**Task objective**.
Return each line of the entries that mentions the word "false".

**Record extracts**.
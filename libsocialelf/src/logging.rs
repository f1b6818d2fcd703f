//! Logging setup shared by the SocialElf binaries
//!
//! All output goes to stderr so that stdout stays clean for post ids and
//! JSON results. The format and level come from the command line or from
//! `SOCIALELF_LOG_FORMAT` / `SOCIALELF_LOG_LEVEL`.
//!
//! ```no_run
//! use libsocialelf::logging::{LoggingConfig, LogFormat};
//!
//! LoggingConfig::new(LogFormat::Json, "info".to_string(), false).init();
//! ```

use std::str::FromStr;

use tracing_subscriber::EnvFilter;

pub const LOG_FORMAT_ENV: &str = "SOCIALELF_LOG_FORMAT";
pub const LOG_LEVEL_ENV: &str = "SOCIALELF_LOG_LEVEL";

#[derive(Debug, Clone, Copy, PartialEq, Eq)]
pub enum LogFormat {
    /// Plain lines without colors
    Text,
    /// One JSON object per line
    Json,
    /// Multi-line colored output
    Pretty,
}

impl FromStr for LogFormat {
    type Err = String;

    fn from_str(s: &str) -> Result<Self, Self::Err> {
        match s.trim().to_lowercase().as_str() {
            "text" => Ok(LogFormat::Text),
            "json" => Ok(LogFormat::Json),
            "pretty" => Ok(LogFormat::Pretty),
            _ => Err(format!(
                "Invalid log format: '{}'. Valid options: text, json, pretty",
                s
            )),
        }
    }
}

impl std::fmt::Display for LogFormat {
    fn fmt(&self, f: &mut std::fmt::Formatter<'_>) -> std::fmt::Result {
        let name = match self {
            LogFormat::Text => "text",
            LogFormat::Json => "json",
            LogFormat::Pretty => "pretty",
        };
        f.write_str(name)
    }
}

pub struct LoggingConfig {
    pub format: LogFormat,
    pub level: String,
    pub verbose: bool,
}

impl LoggingConfig {
    /// `verbose` overrides `level` with `debug`
    pub fn new(format: LogFormat, level: String, verbose: bool) -> Self {
        Self {
            format,
            level,
            verbose,
        }
    }

    /// Read format and level from the environment, defaulting to text at `default_level`
    pub fn from_env(default_level: &str, verbose: bool) -> Self {
        let format = std::env::var(LOG_FORMAT_ENV)
            .ok()
            .and_then(|s| s.parse().ok())
            .unwrap_or(LogFormat::Text);
        let level = std::env::var(LOG_LEVEL_ENV).unwrap_or_else(|_| default_level.to_string());

        Self::new(format, level, verbose)
    }

    pub fn effective_level(&self) -> &str {
        if self.verbose {
            "debug"
        } else {
            &self.level
        }
    }

    /// Install the global subscriber. A second call is a no-op.
    pub fn init(&self) {
        let filter = EnvFilter::try_from_env("RUST_LOG")
            .unwrap_or_else(|_| EnvFilter::new(self.effective_level()));

        let installed = match self.format {
            LogFormat::Json => tracing_subscriber::fmt()
                .json()
                .with_env_filter(filter)
                .with_writer(std::io::stderr)
                .flatten_event(true)
                .with_current_span(true)
                .with_target(true)
                .try_init(),
            LogFormat::Pretty => tracing_subscriber::fmt()
                .pretty()
                .with_env_filter(filter)
                .with_writer(std::io::stderr)
                .with_target(true)
                .with_line_number(true)
                .try_init(),
            LogFormat::Text => tracing_subscriber::fmt()
                .with_env_filter(filter)
                .with_writer(std::io::stderr)
                .with_ansi(false)
                .with_target(false)
                .try_init(),
        };

        if installed.is_err() {
            tracing::debug!("logging already initialized");
        }
    }
}

/// Logging for the CLI tools: warnings only unless `--verbose`
pub fn init_cli(verbose: bool) {
    LoggingConfig::from_env("warn", verbose).init();
}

**Completed exercise**.
//! LoggingConfig::new(LogFormat::Json, "info".to_string(), false).init();
                .with_ansi(false)
                .with_target(false)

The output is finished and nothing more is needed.